Mon mari et moi nous sommes arrêtés pour faire le plein d’essence lorsque le pompiste s’est approché de moi et m’a tendu un mot : « Fuis-le, dis-lui que tu vas aux toilettes et pars… »

Mon mari et moi nous sommes arrêtés pour faire le plein d’essence lorsque le pompiste s’est approché de moi et m’a tendu un mot : « Fuis-le, dis-lui que tu vas aux toilettes et pars… »

Mon mari et moi roulions sur l’autoroute depuis plusieurs heures. Il était irrité et parlait peu, et j’essayais de ne pas engager la conversation ; il avait changé ces derniers temps.

Quand la jauge d’essence approchait de zéro, nous nous sommes arrêtés à la station-service la plus proche. Mon mari est sorti et je suis restée dans la voiture.

Une minute plus tard, un employé en uniforme bleu s’est approché du guichet et m’a poliment demandé de partir pour que je puisse signer le chèque.

Je lui ai pris le papier des mains et j’ai constaté que ce n’était pas un chèque. Le papier était écrit brièvement et clairement :

« Fuis-le. Dis-lui que tu vas aux toilettes et pars. Vite. » 😨

À ce moment-là, j’ai remarqué : il y avait une tache sur la manche de mon mari qui ressemblait à du sang.

Et dans le coffre qu’il venait d’ouvrir, il y avait aussi des taches rouges.

Mon cœur s’est mis à battre la chamade. J’ai dit :

– Je… vais aller aux toilettes.

Mon mari a hoché la tête sans me regarder. Je me suis dirigée vers la station-service en essayant de marcher calmement.

Et à l’intérieur, le même ouvrier m’attendait déjà, avec un téléphone dans les mains.

Il murmura :

— On a appelé la police. Mais ne retourne pas à la voiture.

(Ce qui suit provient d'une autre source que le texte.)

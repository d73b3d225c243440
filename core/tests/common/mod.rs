//! Shared test utilities for smbridge core integration tests.
//!
//! Every test runs against an in-memory share server, so no network or
//! containers are needed.

// Each integration test is compiled as its own crate, so not every test file
// uses every function from this shared module. Suppress dead_code warnings.
#![allow(dead_code)]

use smbridge_core::client::memory::MemoryShareClient;
use smbridge_core::config::SmbConfig;
use smbridge_core::files::SmbFileOperations;

pub const HOST: &str = "fileserver";
pub const SHARE: &str = "exchange";
pub const USERNAME: &str = "svc-pipeline";
pub const PASSWORD: &str = "testpass";
pub const DOMAIN: &str = "CORP";

/// A server with the test share and the test user registered.
pub fn server() -> MemoryShareClient {
    let client = MemoryShareClient::new(HOST);
    client.add_user(USERNAME, PASSWORD);
    client.add_share(SHARE);
    client
}

/// Settings JSON as a pipeline would hand it over.
pub fn settings() -> serde_json::Value {
    serde_json::json!({
        "host": HOST,
        "share": SHARE,
        "username": USERNAME,
        "password": PASSWORD,
        "domain": DOMAIN
    })
}

pub fn endpoint() -> SmbConfig {
    SmbConfig::from_settings(settings()).expect("test settings should parse")
}

/// An adapter pointed at [`endpoint()`] on `server`.
pub fn operations(server: &MemoryShareClient) -> SmbFileOperations {
    SmbFileOperations::with_endpoint(server.clone(), endpoint())
        .expect("test endpoint should be valid")
}

/// Deterministic non-repeating-looking test data.
pub fn pattern(len: usize) -> Vec<u8> {
    (0..len).map(|i| ((i * 31 + i / 251) % 256) as u8).collect()
}
//! Share path normalization.
//!
//! The share protocol addresses files with backslash-delimited paths that
//! are relative to the share root. Pipelines hand us paths with forward
//! slashes, OS-native separators, and often the share name as the first
//! segment; these helpers turn them into the protocol form. None of them
//! perform I/O or fail.

use std::path::MAIN_SEPARATOR;

/// Separator used by the share protocol.
pub const PROTOCOL_SEPARATOR: char = '\\';

fn is_separator(c: char) -> bool {
    c == '/' || c == '\\' || c == MAIN_SEPARATOR
}

/// Replace every `/` and OS-native separator with `\`.
pub fn to_protocol_separators(path: &str) -> String {
    path.chars()
        .map(|c| if is_separator(c) { PROTOCOL_SEPARATOR } else { c })
        .collect()
}

/// Remove a leading `share` segment so the path becomes share-relative.
///
/// The share name is compared literally and must end at a segment boundary:
/// `public\docs` loses `public`, `publicity\docs` is left alone. With
/// `only_if_prefix` unset, separators before the share name are tolerated
/// (`\public\docs` → `docs`). Separators left at the head after stripping
/// are dropped. Paths without the share at their head are returned as-is.
pub fn strip_share_name(path: &str, share: &str, only_if_prefix: bool) -> String {
    if share.is_empty() {
        return path.to_string();
    }

    let candidate = if only_if_prefix {
        path
    } else {
        path.trim_start_matches(is_separator)
    };

    match candidate.strip_prefix(share) {
        Some(rest) if rest.is_empty() || rest.starts_with(is_separator) => {
            rest.trim_start_matches(is_separator).to_string()
        }
        _ => path.to_string(),
    }
}

/// Split a path into its non-empty components.
///
/// `/`, `\` and the OS-native separator all delimit components; empty and
/// `.` components are dropped.
pub fn split_components(path: &str) -> Vec<&str> {
    path.split(is_separator)
        .filter(|c| !c.is_empty() && *c != ".")
        .collect()
}

/// Join the configured base path with a relative path in protocol form.
pub fn join_base(base: &str, relative: &str) -> String {
    split_components(base)
        .into_iter()
        .chain(split_components(relative))
        .collect::<Vec<_>>()
        .join("\\")
}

Quelques minutes plus tard, la station-service était encerclée par des patrouilleurs. Mon mari a été arrêté juste à la pompe, et je n’arrivais toujours pas à croire que cela m’arrivait.

Plus tard, ce même ouvrier s’est approché de moi et m’a dit doucement :

— Je l’ai vu ici il y a quelques jours. Il était avec une autre femme.

Et puis… je l’ai reconnue aux informations. Elle avait disparu. Et puis j’ai réalisé que ce soir, le même sort m’attendait.